# PROBLEM
Using the listing below, report each line holding the string "CivitaiError".

*** Opening RECORD EXCERPTS ***

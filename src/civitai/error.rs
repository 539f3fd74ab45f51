use thiserror::Error;

/// Failures talking to Civitai. These stop at the fetch boundary; the analysis
/// core never sees them.
#[derive(Debug, Error)]
#[non_exhaustive]
pub enum CivitaiError {
    /// 401/403, usually an expired session token
    #[error("Civitai rejected the session token (HTTP {0}); run `set-token` with a fresh one")]
    Unauthorized(u16),
    #[error("No Civitai session token configured; set CIVITAI_SESSION_COOKIE or run `set-token`")]
    MissingToken,
    #[error("Civitai HTTP error {status}: {body}")]
    Http { status: u16, body: String },
    /// Error envelope returned inside a 200 response
    #[error("Civitai tRPC error: {0}")]
    Trpc(String),
    #[error("Failed to decode {procedure} response: {source}")]
    Decode {
        procedure: String,
        #[source]
        source: serde_json::Error,
    },
    #[error("Request to Civitai failed: {0}")]
    Transport(#[from] reqwest::Error),
    #[error("{0} not found")]
    NotFound(String),
}

impl CivitaiError {
    pub fn decode(procedure: &str, source: serde_json::Error) -> Self {
        CivitaiError::Decode {
            procedure: procedure.to_string(),
            source,
        }
    }

    pub fn is_auth(&self) -> bool {
        matches!(self, CivitaiError::Unauthorized(_) | CivitaiError::MissingToken)
    }
}

#[cfg(test)]
mod tests {
    use super::*;

    #[test]
    fn test_messages() {
        let err = CivitaiError::Http {
            status: 500,
            body: "boom".to_string(),
        };
        assert_eq!(err.to_string(), "Civitai HTTP error 500: boom");
        assert!(CivitaiError::Unauthorized(401).to_string().contains("set-token"));
        assert_eq!(CivitaiError::Trpc("bad input".into()).to_string(), "Civitai tRPC error: bad input");
    }

    #[test]
    fn test_is_auth() {
        assert!(CivitaiError::Unauthorized(403).is_auth());
        assert!(CivitaiError::MissingToken.is_auth());
        assert!(!CivitaiError::NotFound("image 1".into()).is_auth());
    }

    #[test]
    fn test_decode_keeps_source() {
        let source = serde_json::from_str::<u32>("nope").unwrap_err();
        let err = CivitaiError::decode("image.get", source);
        assert!(err.to_string().starts_with("Failed to decode image.get response"));
        assert!(std::error::Error::source(&err).is_some());
    }
}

*** Closing RECORD EXCERPTS ***

# SOLUTION FOR THIS EXERCISE
pub enum CivitaiError {
impl CivitaiError {
        CivitaiError::Decode {
        matches!(self, CivitaiError::Unauthorized(_) | CivitaiError::MissingToken)
        let err = CivitaiError::Http {
        assert!(CivitaiError::Unauthorized(401).to_string().contains("set-token"));
        assert_eq!(CivitaiError::Trpc("bad input".into()).to_string(), "Civitai tRPC error: bad input");
        assert!(CivitaiError::Unauthorized(403).is_auth());
        assert!(CivitaiError::MissingToken.is_auth());
        assert!(!CivitaiError::NotFound("image 1".into()).is_auth());
        let err = CivitaiError::decode("image.get", source);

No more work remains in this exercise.